VIDEO: Pleasley Hill housing scheme ‘smacks of desperation’

Planners have described a major Mansfield housing development as ‘smacking of desperation’, before giving it the seal of approval because it has spent years on the drawing board.

Members of Mansfield District Council’s planning committee heavily criticised the blueprint for 151 homes planned at Pleasley Hill, land once occupied by crumbling pit homes.

The council has been eager to press ahead with the multi-million-pound scheme on the vacant Chesterfield Road North site for years, viewing it as an important gateway into Mansfield.

But moving residents out, clearing the land and red tapes issues, means the ambitious project has taken much longer than expected.

And, after the plans were finally presented to the planning committee at their recent monthly meeting, they were lambasted by some because of the layout.

Many had been hoping for a more attractive design, with Coun Christine Smith quick to slam the designs.

She said: “It’s an extremely prominent gateway to Mansfield, but all you have is wooden fences, gable ends and a row of parked cars.

“It has been on the agenda for donkey’s years but this smacks of desperation.

“It’s quite appalling. There are so many things wrong with it that I’m very disappointed.

“Quite frankly, it’s a disgrace.”

Coun John Kerr agreed with Coun Smith’s comments, while Coun Martin Wright added: “It’s been a long time coming and it’s finally arrived .

“It’s been an eyesore for many years and this will be an improvement.

“It won’t paint a pretty picture, but it’s better than what we have got now.”

The decision to bulldoze rows of old colliery homes on the Chesterfield Road North site was taken in 2004, but it took another nine years to clear the site.

The houses had stood for more than 120 years but had fallen into serious disrepair.

Persimmon Homes is behind the new development which will see 151 homes, including 12 apartments, built in clusters and arranged around shared courtyards.
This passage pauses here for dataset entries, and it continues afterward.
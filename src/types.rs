use chrono::NaiveDate;
use serde::{Deserialize, Serialize};

use crate::config::TierConfig;

#[derive(Debug, Clone, Copy, PartialEq, Eq, Serialize, Deserialize)]
pub enum GameResult {
    #[serde(rename = "W", alias = "win", alias = "Win")]
    Win,
    #[serde(rename = "L", alias = "loss", alias = "Loss")]
    Loss,
}

/// One completed game from the team's point of view.
#[derive(Debug, Clone, Serialize, Deserialize)]
#[serde(rename_all = "camelCase")]
pub struct GameRecord {
    #[serde(alias = "gameId")]
    pub id: String,
    pub date: NaiveDate,
    pub opponent: String,
    pub is_home: bool,
    pub result: GameResult,
    #[serde(alias = "hornetsScore")]
    pub team_score: u32,
    pub opponent_score: u32,
    // All core players available.
    #[serde(rename = "isQualified", default)]
    pub qualified: bool,
    #[serde(default)]
    pub offensive_rating: f64,
    #[serde(default)]
    pub defensive_rating: f64,
    #[serde(default)]
    pub net_rating: f64,
    #[serde(default)]
    pub pace: f64,
    #[serde(default)]
    pub efg_pct: f64,
    #[serde(default)]
    pub ts_pct: f64,
    #[serde(default)]
    pub spread: Option<f64>,
    #[serde(default)]
    pub moneyline: Option<i32>,
    #[serde(default)]
    pub implied_win_prob: Option<f64>,
    #[serde(default, alias = "coveredSpread")]
    pub covered: Option<bool>,
    #[serde(default)]
    pub opponent_net_rating: Option<f64>,
    #[serde(default)]
    pub opponent_pace: Option<f64>,
    #[serde(default = "default_rest_days")]
    pub rest_days: u32,
    #[serde(default)]
    pub is_back_to_back: bool,
}

impl GameRecord {
    pub fn point_margin(&self) -> f64 {
        self.team_score as f64 - self.opponent_score as f64
    }

    pub fn is_win(&self) -> bool {
        self.result == GameResult::Win
    }
}

fn default_rest_days() -> u32 {
    1
}

/// A scheduled game. Market fields stay `None` until a line is posted.
#[derive(Debug, Clone, Serialize, Deserialize)]
#[serde(rename_all = "camelCase")]
pub struct UpcomingGame {
    #[serde(alias = "gameId")]
    pub id: String,
    pub date: NaiveDate,
    pub opponent: String,
    pub is_home: bool,
    #[serde(default)]
    pub spread: Option<f64>,
    #[serde(default)]
    pub moneyline: Option<i32>,
    #[serde(default)]
    pub implied_win_prob: Option<f64>,
    #[serde(default)]
    pub opponent_net_rating: Option<f64>,
    #[serde(default)]
    pub opponent_pace: Option<f64>,
    #[serde(default)]
    pub opponent_record: Option<SeasonRecord>,
    #[serde(default = "default_rest_days")]
    pub rest_days: u32,
    #[serde(default)]
    pub is_back_to_back: bool,
    #[serde(default)]
    pub opponent_rest_days: Option<u32>,
    #[serde(default)]
    pub opponent_back_to_back: bool,
    #[serde(default)]
    pub injury_report: Option<InjuryReport>,
}

impl UpcomingGame {
    pub fn new(id: impl Into<String>, date: NaiveDate, opponent: impl Into<String>, is_home: bool) -> Self {
        Self {
            id: id.into(),
            date,
            opponent: opponent.into(),
            is_home,
            spread: None,
            moneyline: None,
            implied_win_prob: None,
            opponent_net_rating: None,
            opponent_pace: None,
            opponent_record: None,
            rest_days: default_rest_days(),
            is_back_to_back: false,
            opponent_rest_days: None,
            opponent_back_to_back: false,
            injury_report: None,
        }
    }
}

#[derive(Debug, Clone, Copy, PartialEq, Serialize, Deserialize, Default)]
#[serde(rename_all = "camelCase")]
pub struct SeasonRecord {
    pub wins: u32,
    pub losses: u32,
    pub point_diff: f64,
}

impl SeasonRecord {
    pub fn new(wins: u32, losses: u32, point_diff: f64) -> Self {
        Self {
            wins,
            losses,
            point_diff,
        }
    }

    pub fn games_played(&self) -> u32 {
        self.wins + self.losses
    }

    pub fn from_games<'a>(games: impl IntoIterator<Item = &'a GameRecord>) -> Self {
        let mut out = Self::default();
        for g in games {
            if g.is_win() {
                out.wins += 1;
            } else {
                out.losses += 1;
            }
            out.point_diff += g.point_margin();
        }
        out
    }
}

#[derive(Debug, Clone, Copy, PartialEq, Eq, Serialize, Deserialize)]
#[serde(rename_all = "lowercase")]
pub enum InjuryStatus {
    Available,
    Probable,
    Questionable,
    Doubtful,
    Out,
}

#[derive(Debug, Clone, PartialEq, Serialize, Deserialize)]
#[serde(rename_all = "camelCase")]
pub struct PlayerStatus {
    pub name: String,
    pub status: InjuryStatus,
}

#[derive(Debug, Clone, PartialEq, Serialize, Deserialize, Default)]
#[serde(rename_all = "camelCase")]
pub struct InjuryReport {
    #[serde(default)]
    pub key_players: Vec<PlayerStatus>,
    /// Points the opponent's own absences are worth against the market line.
    /// Positive favours this team.
    #[serde(default)]
    pub opponent_spread_adjustment: f64,
}

impl InjuryReport {
    pub fn count_with(&self, status: InjuryStatus) -> usize {
        self.key_players.iter().filter(|p| p.status == status).count()
    }
}

#[derive(Debug, Clone, Copy, PartialEq, Eq, Hash, Serialize, Deserialize, Default)]
#[serde(rename_all = "lowercase")]
pub enum PredictionMode {
    Standard,
    Buzzing,
    #[default]
    Bayesian,
}

impl PredictionMode {
    pub const ALL: [PredictionMode; 3] = [
        PredictionMode::Standard,
        PredictionMode::Buzzing,
        PredictionMode::Bayesian,
    ];

    pub fn as_str(&self) -> &'static str {
        match self {
            PredictionMode::Standard => "standard",
            PredictionMode::Buzzing => "buzzing",
            PredictionMode::Bayesian => "bayesian",
        }
    }
}

#[derive(Debug, Clone, Copy, PartialEq, Eq, Hash, Serialize, Deserialize)]
#[serde(rename_all = "lowercase")]
pub enum OpponentTier {
    Elite,
    Strong,
    Mid,
    Weak,
}

impl OpponentTier {
    pub const ALL: [OpponentTier; 4] = [
        OpponentTier::Elite,
        OpponentTier::Strong,
        OpponentTier::Mid,
        OpponentTier::Weak,
    ];

    pub fn classify(net_rating: f64, cutoffs: &TierConfig) -> Self {
        if net_rating >= cutoffs.elite {
            OpponentTier::Elite
        } else if net_rating >= cutoffs.strong {
            OpponentTier::Strong
        } else if net_rating >= cutoffs.mid {
            OpponentTier::Mid
        } else {
            OpponentTier::Weak
        }
    }

    pub fn label(&self) -> &'static str {
        match self {
            OpponentTier::Elite => "elite",
            OpponentTier::Strong => "strong",
            OpponentTier::Mid => "mid",
            OpponentTier::Weak => "weak",
        }
    }
}

#[derive(Debug, Clone, Copy, PartialEq, Eq, Serialize, Deserialize)]
#[serde(rename_all = "lowercase")]
pub enum ConfidenceTier {
    High,
    Medium,
    Low,
}

#[cfg(test)]
mod tests {
    use super::*;

    #[test]
    fn tiers_follow_net_rating_thresholds() {
        let cutoffs = TierConfig::default();
        assert_eq!(OpponentTier::classify(6.0, &cutoffs), OpponentTier::Elite);
        assert_eq!(OpponentTier::classify(5.9, &cutoffs), OpponentTier::Strong);
        assert_eq!(OpponentTier::classify(-3.0, &cutoffs), OpponentTier::Mid);
        assert_eq!(OpponentTier::classify(-3.1, &cutoffs), OpponentTier::Weak);

        let strict = TierConfig {
            elite: 8.0,
            ..TierConfig::default()
        };
        assert_eq!(OpponentTier::classify(7.0, &strict), OpponentTier::Strong);
    }

    #[test]
    fn season_record_sums_margins() {
        let games = [
            GameRecord {
                id: "a".to_string(),
                date: NaiveDate::from_ymd_opt(2025, 11, 2).unwrap(),
                opponent: "BOS".to_string(),
                is_home: true,
                result: GameResult::Win,
                team_score: 110,
                opponent_score: 100,
                qualified: true,
                offensive_rating: 0.0,
                defensive_rating: 0.0,
                net_rating: 0.0,
                pace: 0.0,
                efg_pct: 0.0,
                ts_pct: 0.0,
                spread: None,
                moneyline: None,
                implied_win_prob: None,
                covered: None,
                opponent_net_rating: None,
                opponent_pace: None,
                rest_days: 1,
                is_back_to_back: false,
            },
        ];
        let rec = SeasonRecord::from_games(&games);
        assert_eq!(rec.wins, 1);
        assert_eq!(rec.games_played(), 1);
        assert_eq!(rec.point_diff, 10.0);
    }
}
There will a mixture of mainly three-bed and two-bed homes, with a small number of four bedroom houses.

In total, 31 homes will be deemed as ‘affordable housing’.
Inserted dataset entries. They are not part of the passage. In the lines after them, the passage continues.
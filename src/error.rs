use thiserror::Error;

/// Malformed inputs. Everything else in the pipeline resolves to a defined default.
#[derive(Debug, Error, PartialEq)]
pub enum ModelError {
    #[error("window size must be at least one game")]
    ZeroWindow,
    #[error("game log is not newest-first at index {index}")]
    UnsortedGameLog { index: usize },
    #[error("windowed metrics requested without a game log")]
    MissingGameLog,
}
A total of 210 off-street parking space have been earmarked, while there will also be one retail and one commercial unit built on the site.
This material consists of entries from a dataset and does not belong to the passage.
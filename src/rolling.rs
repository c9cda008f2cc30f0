use std::collections::HashMap;

use chrono::NaiveDate;
use serde::{Deserialize, Serialize};

use crate::error::ModelError;
use crate::types::{GameRecord, SeasonRecord};

/// Market spread per game id, supplied when a game log lacks closing lines.
pub type SpreadLookup = HashMap<String, f64>;

const PUSH_BAND: f64 = 0.5;

#[derive(Debug, Clone, Copy, PartialEq, Eq, Serialize, Deserialize, Default)]
pub struct AtsRecord {
    pub wins: u32,
    pub losses: u32,
    pub pushes: u32,
}

impl AtsRecord {
    pub fn decided(&self) -> u32 {
        self.wins + self.losses
    }
}

#[derive(Debug, Clone, PartialEq, Serialize, Deserialize, Default)]
pub struct RollingMetrics {
    pub window_size: usize,
    pub games: usize,
    pub net_rating: f64,
    pub offensive_rating: f64,
    pub defensive_rating: f64,
    pub pace: f64,
    pub wins: u32,
    pub losses: u32,
    pub point_diff: f64,
    pub ats: AtsRecord,
    pub avg_cover_margin: f64,
    pub last_game_date: Option<NaiveDate>,
}

impl RollingMetrics {
    fn empty(window_size: usize) -> Self {
        Self {
            window_size,
            ..Self::default()
        }
    }

    pub fn is_empty(&self) -> bool {
        self.games == 0
    }

    pub fn record(&self) -> SeasonRecord {
        SeasonRecord::new(self.wins, self.losses, self.point_diff * self.games as f64)
    }
}

/// Summarize the `window_size` most recent games of a newest-first log.
pub fn compute_rolling_metrics(
    games: &[GameRecord],
    window_size: usize,
    spreads: Option<&SpreadLookup>,
    qualified_only: bool,
) -> Result<RollingMetrics, ModelError> {
    if window_size == 0 {
        return Err(ModelError::ZeroWindow);
    }

    let window: Vec<&GameRecord> = games
        .iter()
        .filter(|g| !qualified_only || g.qualified)
        .take(window_size)
        .collect();
    if window.is_empty() {
        return Ok(RollingMetrics::empty(window_size));
    }

    let n = window.len() as f64;
    let mut out = RollingMetrics::empty(window_size);
    out.games = window.len();
    out.last_game_date = window.first().map(|g| g.date);

    let mut cover_sum = 0.0;
    let mut cover_n = 0usize;
    for g in &window {
        out.net_rating += g.net_rating;
        out.offensive_rating += g.offensive_rating;
        out.defensive_rating += g.defensive_rating;
        out.pace += g.pace;
        out.point_diff += g.point_margin();
        if g.is_win() {
            out.wins += 1;
        } else {
            out.losses += 1;
        }

        let Some(lookup) = spreads else { continue };
        let Some(spread) = lookup.get(&g.id).copied().or(g.spread) else {
            continue;
        };
        let cover = g.point_margin() + spread;
        match cover_outcome(cover) {
            None => out.ats.pushes += 1,
            Some(true) => out.ats.wins += 1,
            Some(false) => out.ats.losses += 1,
        }
        cover_sum += cover;
        cover_n += 1;
    }

    out.net_rating /= n;
    out.offensive_rating /= n;
    out.defensive_rating /= n;
    out.pace /= n;
    out.point_diff /= n;
    if cover_n > 0 {
        out.avg_cover_margin = cover_sum / cover_n as f64;
    }
    Ok(out)
}

/// The four windows the net-rating blend reads.
#[derive(Debug, Clone, PartialEq, Serialize, Deserialize, Default)]
pub struct WindowSet {
    pub last4: RollingMetrics,
    pub last7: RollingMetrics,
    pub last10: RollingMetrics,
    pub season: RollingMetrics,
}

impl WindowSet {
    pub fn from_games(
        games: &[GameRecord],
        spreads: Option<&SpreadLookup>,
        qualified_only: bool,
    ) -> Result<Self, ModelError> {
        let season_len = games.len().max(1);
        Ok(Self {
            last4: compute_rolling_metrics(games, 4, spreads, qualified_only)?,
            last7: compute_rolling_metrics(games, 7, spreads, qualified_only)?,
            last10: compute_rolling_metrics(games, 10, spreads, qualified_only)?,
            season: compute_rolling_metrics(games, season_len, spreads, qualified_only)?,
        })
    }

    pub fn games(&self) -> usize {
        self.season.games
    }

    pub fn last_game_date(&self) -> Option<NaiveDate> {
        self.season.last_game_date
    }
}

/// `None` for a push (within half a point of the line), else whether the line was covered.
pub fn cover_outcome(cover_margin: f64) -> Option<bool> {
    if cover_margin.abs() <= PUSH_BAND {
        None
    } else {
        Some(cover_margin > 0.0)
    }
}

/// Newest-first is required by every window; dates may repeat but never increase.
pub fn ensure_newest_first(games: &[GameRecord]) -> Result<(), ModelError> {
    match games.windows(2).position(|w| w[1].date > w[0].date) {
        Some(i) => Err(ModelError::UnsortedGameLog { index: i + 1 }),
        None => Ok(()),
    }
}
Six of the nine committee members voted in favour of the plans, meaning it now has the green light.

And the news has been welcomed by locals, who say they have been eagerly awaiting development.

Denise Allen, who runs Poplar Stores just yards from the site said: “It’s about time, we are in need of them. The village is dead, they took away the houses and we’ve not really heard anything about it.

“Because they’ve left it so long it’s all overgrown so they have created more work for when it needs clearing.”

David Hayes, who runs Pleasley Pharmacy next to the site agreed, and had initially had reservations about the plans, but is glad that work could soon start.

“The plans I saw seemed okay, and it’s taken a long time but we feel something needs to happen to smarten the place up.”

John Phipps, agent to Persimmon Homes who are behind the scheme, said the plans had gone through a number of changes and had worked closely with council officers, but admitted the shape of the land has left them restricted.

He said: “It’s a very long and narrow site and there’s only two possible ways to develop it, and one is to build the homes like they were before.

“We think that when the scheme is realised, and the landscape is matured, it will be very good.

“I respect what the councillors said, but I think the majority were supportive.”